Problem details: Retype all of the entries that appear below, keeping them exactly as they are.

Provided records:
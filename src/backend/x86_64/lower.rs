//! IR to x86-64 Lowering
//!
//! This module translates IR instructions with virtual registers into
//! x86-64 instructions with physical registers, assigning registers as it
//! goes.
//!
//! # Pipeline
//!
//! ```text
//! IR (virtual regs) → Slot Assignment + Instruction Selection → x86-64 Instructions
//! ```
//!
//! # Two-operand instructions
//!
//! The x86 ALU forms are destructive (`add dst, src` overwrites `dst`). A
//! `TwoOp` target is always given a register distinct from both operands,
//! so lowering copies the first operand into it before applying the
//! operation:
//!
//! ```text
//! #3 = #1 + #2     →     mov t, a
//!                        add t, b
//! ```

use crate::backend::ir::{BinaryOp, Function, IrInstr, Module, VirtualReg};
use crate::backend::regalloc::{LastUse, SlotAllocator};
use crate::backend::x86_64::instr::{X86Function, X86Instr, X86Program};
use crate::backend::x86_64::regs::X86Reg;
use crate::config::BackendConfig;
use crate::error::{BackendError, Result};
use tracing::{debug, trace, warn};

/// Lower an IR module to x86-64
pub fn lower_program(module: &Module, config: &BackendConfig) -> Result<X86Program> {
    config.validate()?;

    let functions = module
        .functions
        .iter()
        .map(|func| lower_validated(func, config))
        .collect::<Result<Vec<_>>>()?;

    Ok(X86Program { functions })
}

/// Lower an IR function to x86-64
pub fn lower_function(func: &Function, config: &BackendConfig) -> Result<X86Function> {
    config.validate()?;
    lower_validated(func, config)
}

fn lower_validated(func: &Function, config: &BackendConfig) -> Result<X86Function> {
    debug!(function = %func.name, instructions = func.entry_block.len(), "lowering");

    FunctionLowerer::new(func, config)
        .lower()
        .inspect(|out| {
            debug!(function = %out.name, emitted = out.instructions.len(), "lowered")
        })
        .inspect_err(|err| warn!(function = %func.name, %err, "lowering failed"))
}

/// Function lowering context
struct FunctionLowerer<'a> {
    func: &'a Function,
    config: &'a BackendConfig,
    allocator: SlotAllocator,
    liveness: LastUse,
    instructions: Vec<X86Instr>,
}

impl<'a> FunctionLowerer<'a> {
    fn new(func: &'a Function, config: &'a BackendConfig) -> Self {
        Self {
            func,
            config,
            allocator: SlotAllocator::new(config),
            liveness: LastUse::analyze(&func.entry_block),
            instructions: Vec::new(),
        }
    }

    fn lower(mut self) -> Result<X86Function> {
        self.bind_arguments()?;

        let func = self.func;
        for (index, instr) in func.entry_block.iter().enumerate() {
            self.lower_instruction(index, instr)?;
            self.release_dead(index, instr);
        }

        Ok(X86Function {
            name: func.name.clone(),
            instructions: self.instructions,
        })
    }

    /// Bind arguments to their ABI registers before the first instruction
    fn bind_arguments(&mut self) -> Result<()> {
        let available = self.config.argument_registers.len();
        if self.func.arguments.len() > available {
            return Err(BackendError::TooManyArguments {
                function: self.func.name.clone(),
                count: self.func.arguments.len(),
                available,
            });
        }

        for (&vreg, &reg) in self
            .func
            .arguments
            .iter()
            .zip(&self.config.argument_registers)
        {
            if self.allocator.is_defined(vreg) {
                return Err(self.redefinition(0, vreg));
            }
            self.allocator.bind(vreg, reg);
        }

        // Arguments nobody reads give their register back immediately
        for &vreg in &self.func.arguments {
            if self.liveness.last_use(vreg).is_none() {
                self.allocator.release(vreg);
            }
        }

        Ok(())
    }

    /// Lower a single IR instruction
    fn lower_instruction(&mut self, index: usize, instr: &IrInstr) -> Result<()> {
        trace!(index, %instr, "lower");

        match instr {
            IrInstr::Initialize { vreg, value } => self.lower_initialize(index, *vreg, *value),

            IrInstr::TwoOp { op, target, a, b } => {
                self.lower_two_op(index, *op, *target, *a, *b)
            }

            IrInstr::Move { target, source } => self.lower_move(index, *target, *source),

            IrInstr::Return { vreg } => self.lower_return(index, *vreg),
        }
    }

    /// Every `i64` fits the 64-bit immediate form, so this only fails on
    /// allocation
    fn lower_initialize(&mut self, index: usize, vreg: VirtualReg, value: i64) -> Result<()> {
        let dst = self.define(index, vreg)?;
        self.emit(X86Instr::MovRI { dst, imm: value });
        Ok(())
    }

    fn lower_two_op(
        &mut self,
        index: usize,
        op: BinaryOp,
        target: VirtualReg,
        a: VirtualReg,
        b: VirtualReg,
    ) -> Result<()> {
        let lhs = self.resolve(index, a)?;
        let rhs = self.resolve(index, b)?;

        // Operands are still bound here, so the target cannot alias either
        let dst = self.define(index, target)?;

        self.emit(X86Instr::MovRR { dst, src: lhs });
        self.emit(alu_instr(op, dst, rhs));
        Ok(())
    }

    fn lower_move(&mut self, index: usize, target: VirtualReg, source: VirtualReg) -> Result<()> {
        let src = self.resolve(index, source)?;

        if self.allocator.is_defined(target) {
            return Err(self.redefinition(index, target));
        }

        // A source read for the last time hands its register to the target
        let coalesce = self.allocator.reuses_dead() && self.liveness.dead_after(source, index);
        let dst = if coalesce {
            self.allocator
                .transfer(source, target)
                .ok_or_else(|| self.use_before_definition(index, source))?
        } else {
            self.define(index, target)?
        };

        if dst != src {
            self.emit(X86Instr::MovRR { dst, src });
        }
        Ok(())
    }

    fn lower_return(&mut self, index: usize, vreg: Option<VirtualReg>) -> Result<()> {
        if let Some(vreg) = vreg {
            let src = self.resolve(index, vreg)?;
            let ret = self.config.return_register;
            if src != ret {
                self.emit(X86Instr::MovRR { dst: ret, src });
            }
        }

        self.emit(X86Instr::Ret);
        Ok(())
    }

    /// Free registers whose values are not read after `index`
    fn release_dead(&mut self, index: usize, instr: &IrInstr) {
        for vreg in instr.uses().into_iter().chain(instr.dst()) {
            if self.liveness.dead_after(vreg, index) {
                self.allocator.release(vreg);
            }
        }
    }

    /// Physical register holding an operand
    fn resolve(&self, index: usize, vreg: VirtualReg) -> Result<X86Reg> {
        self.allocator
            .location(vreg)
            .ok_or_else(|| self.use_before_definition(index, vreg))
    }

    /// Assign a register to a newly defined value
    fn define(&mut self, index: usize, vreg: VirtualReg) -> Result<X86Reg> {
        if self.allocator.is_defined(vreg) {
            return Err(self.redefinition(index, vreg));
        }

        self.allocator
            .allocate(vreg)
            .ok_or_else(|| BackendError::RegisterExhaustion {
                function: self.func.name.clone(),
                index,
                vreg: vreg.name(),
                available: self.allocator.capacity(),
            })
    }

    fn emit(&mut self, instr: X86Instr) {
        trace!(%instr, "emit");
        self.instructions.push(instr);
    }

    fn use_before_definition(&self, index: usize, vreg: VirtualReg) -> BackendError {
        BackendError::UseBeforeDefinition {
            function: self.func.name.clone(),
            index,
            vreg: vreg.name(),
        }
    }

    fn redefinition(&self, index: usize, vreg: VirtualReg) -> BackendError {
        BackendError::Redefinition {
            function: self.func.name.clone(),
            index,
            vreg: vreg.name(),
        }
    }
}

/// Destructive two-operand instruction for an IR operation
fn alu_instr(op: BinaryOp, dst: X86Reg, src: X86Reg) -> X86Instr {
    match op {
        BinaryOp::Add => X86Instr::AddRR { dst, src },
        BinaryOp::Sub => X86Instr::SubRR { dst, src },
        BinaryOp::Mul => X86Instr::ImulRR { dst, src },
        BinaryOp::And => X86Instr::AndRR { dst, src },
        BinaryOp::Or => X86Instr::OrRR { dst, src },
        BinaryOp::Xor => X86Instr::XorRR { dst, src },
    }
}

Solution:
filename src/backend/x86_64/lower.rs
//! IR to x86-64 Lowering
//!
//! This module translates IR instructions with virtual registers into
//! x86-64 instructions with physical registers, assigning registers as it
//! goes.
//!
//! # Pipeline
//!
//! ```text
//! IR (virtual regs) → Slot Assignment + Instruction Selection → x86-64 Instructions
//! ```
//!
//! # Two-operand instructions
//!
//! The x86 ALU forms are destructive (`add dst, src` overwrites `dst`). A
//! `TwoOp` target is always given a register distinct from both operands,
//! so lowering copies the first operand into it before applying the
//! operation:
//!
//! ```text
//! #3 = #1 + #2     →     mov t, a
//!                        add t, b
//! ```

use crate::backend::ir::{BinaryOp, Function, IrInstr, Module, VirtualReg};
use crate::backend::regalloc::{LastUse, SlotAllocator};
use crate::backend::x86_64::instr::{X86Function, X86Instr, X86Program};
use crate::backend::x86_64::regs::X86Reg;
use crate::config::BackendConfig;
use crate::error::{BackendError, Result};
use tracing::{debug, trace, warn};

/// Lower an IR module to x86-64
pub fn lower_program(module: &Module, config: &BackendConfig) -> Result<X86Program> {
    config.validate()?;

    let functions = module
        .functions
        .iter()
        .map(|func| lower_validated(func, config))
        .collect::<Result<Vec<_>>>()?;

    Ok(X86Program { functions })
}

/// Lower an IR function to x86-64
pub fn lower_function(func: &Function, config: &BackendConfig) -> Result<X86Function> {
    config.validate()?;
    lower_validated(func, config)
}

fn lower_validated(func: &Function, config: &BackendConfig) -> Result<X86Function> {
    debug!(function = %func.name, instructions = func.entry_block.len(), "lowering");

    FunctionLowerer::new(func, config)
        .lower()
        .inspect(|out| {
            debug!(function = %out.name, emitted = out.instructions.len(), "lowered")
        })
        .inspect_err(|err| warn!(function = %func.name, %err, "lowering failed"))
}

/// Function lowering context
struct FunctionLowerer<'a> {
    func: &'a Function,
    config: &'a BackendConfig,
    allocator: SlotAllocator,
    liveness: LastUse,
    instructions: Vec<X86Instr>,
}

impl<'a> FunctionLowerer<'a> {
    fn new(func: &'a Function, config: &'a BackendConfig) -> Self {
        Self {
            func,
            config,
            allocator: SlotAllocator::new(config),
            liveness: LastUse::analyze(&func.entry_block),
            instructions: Vec::new(),
        }
    }

    fn lower(mut self) -> Result<X86Function> {
        self.bind_arguments()?;

        let func = self.func;
        for (index, instr) in func.entry_block.iter().enumerate() {
            self.lower_instruction(index, instr)?;
            self.release_dead(index, instr);
        }

        Ok(X86Function {
            name: func.name.clone(),
            instructions: self.instructions,
        })
    }

    /// Bind arguments to their ABI registers before the first instruction
    fn bind_arguments(&mut self) -> Result<()> {
        let available = self.config.argument_registers.len();
        if self.func.arguments.len() > available {
            return Err(BackendError::TooManyArguments {
                function: self.func.name.clone(),
                count: self.func.arguments.len(),
                available,
            });
        }

        for (&vreg, &reg) in self
            .func
            .arguments
            .iter()
            .zip(&self.config.argument_registers)
        {
            if self.allocator.is_defined(vreg) {
                return Err(self.redefinition(0, vreg));
            }
            self.allocator.bind(vreg, reg);
        }

        // Arguments nobody reads give their register back immediately
        for &vreg in &self.func.arguments {
            if self.liveness.last_use(vreg).is_none() {
                self.allocator.release(vreg);
            }
        }

        Ok(())
    }

    /// Lower a single IR instruction
    fn lower_instruction(&mut self, index: usize, instr: &IrInstr) -> Result<()> {
        trace!(index, %instr, "lower");

        match instr {
            IrInstr::Initialize { vreg, value } => self.lower_initialize(index, *vreg, *value),

            IrInstr::TwoOp { op, target, a, b } => {
                self.lower_two_op(index, *op, *target, *a, *b)
            }

            IrInstr::Move { target, source } => self.lower_move(index, *target, *source),

            IrInstr::Return { vreg } => self.lower_return(index, *vreg),
        }
    }

    /// Every `i64` fits the 64-bit immediate form, so this only fails on
    /// allocation
    fn lower_initialize(&mut self, index: usize, vreg: VirtualReg, value: i64) -> Result<()> {
        let dst = self.define(index, vreg)?;
        self.emit(X86Instr::MovRI { dst, imm: value });
        Ok(())
    }

    fn lower_two_op(
        &mut self,
        index: usize,
        op: BinaryOp,
        target: VirtualReg,
        a: VirtualReg,
        b: VirtualReg,
    ) -> Result<()> {
        let lhs = self.resolve(index, a)?;
        let rhs = self.resolve(index, b)?;

        // Operands are still bound here, so the target cannot alias either
        let dst = self.define(index, target)?;

        self.emit(X86Instr::MovRR { dst, src: lhs });
        self.emit(alu_instr(op, dst, rhs));
        Ok(())
    }

    fn lower_move(&mut self, index: usize, target: VirtualReg, source: VirtualReg) -> Result<()> {
        let src = self.resolve(index, source)?;

        if self.allocator.is_defined(target) {
            return Err(self.redefinition(index, target));
        }

        // A source read for the last time hands its register to the target
        let coalesce = self.allocator.reuses_dead() && self.liveness.dead_after(source, index);
        let dst = if coalesce {
            self.allocator
                .transfer(source, target)
                .ok_or_else(|| self.use_before_definition(index, source))?
        } else {
            self.define(index, target)?
        };

        if dst != src {
            self.emit(X86Instr::MovRR { dst, src });
        }
        Ok(())
    }

    fn lower_return(&mut self, index: usize, vreg: Option<VirtualReg>) -> Result<()> {
        if let Some(vreg) = vreg {
            let src = self.resolve(index, vreg)?;
            let ret = self.config.return_register;
            if src != ret {
                self.emit(X86Instr::MovRR { dst: ret, src });
            }
        }

        self.emit(X86Instr::Ret);
        Ok(())
    }

    /// Free registers whose values are not read after `index`
    fn release_dead(&mut self, index: usize, instr: &IrInstr) {
        for vreg in instr.uses().into_iter().chain(instr.dst()) {
            if self.liveness.dead_after(vreg, index) {
                self.allocator.release(vreg);
            }
        }
    }

    /// Physical register holding an operand
    fn resolve(&self, index: usize, vreg: VirtualReg) -> Result<X86Reg> {
        self.allocator
            .location(vreg)
            .ok_or_else(|| self.use_before_definition(index, vreg))
    }

    /// Assign a register to a newly defined value
    fn define(&mut self, index: usize, vreg: VirtualReg) -> Result<X86Reg> {
        if self.allocator.is_defined(vreg) {
            return Err(self.redefinition(index, vreg));
        }

        self.allocator
            .allocate(vreg)
            .ok_or_else(|| BackendError::RegisterExhaustion {
                function: self.func.name.clone(),
                index,
                vreg: vreg.name(),
                available: self.allocator.capacity(),
            })
    }

    fn emit(&mut self, instr: X86Instr) {
        trace!(%instr, "emit");
        self.instructions.push(instr);
    }

    fn use_before_definition(&self, index: usize, vreg: VirtualReg) -> BackendError {
        BackendError::UseBeforeDefinition {
            function: self.func.name.clone(),
            index,
            vreg: vreg.name(),
        }
    }

    fn redefinition(&self, index: usize, vreg: VirtualReg) -> BackendError {
        BackendError::Redefinition {
            function: self.func.name.clone(),
            index,
            vreg: vreg.name(),
        }
    }
}

/// Destructive two-operand instruction for an IR operation
fn alu_instr(op: BinaryOp, dst: X86Reg, src: X86Reg) -> X86Instr {
    match op {
        BinaryOp::Add => X86Instr::AddRR { dst, src },
        BinaryOp::Sub => X86Instr::SubRR { dst, src },
        BinaryOp::Mul => X86Instr::ImulRR { dst, src },
        BinaryOp::And => X86Instr::AndRR { dst, src },
        BinaryOp::Or => X86Instr::OrRR { dst, src },
        BinaryOp::Xor => X86Instr::XorRR { dst, src },
    }
}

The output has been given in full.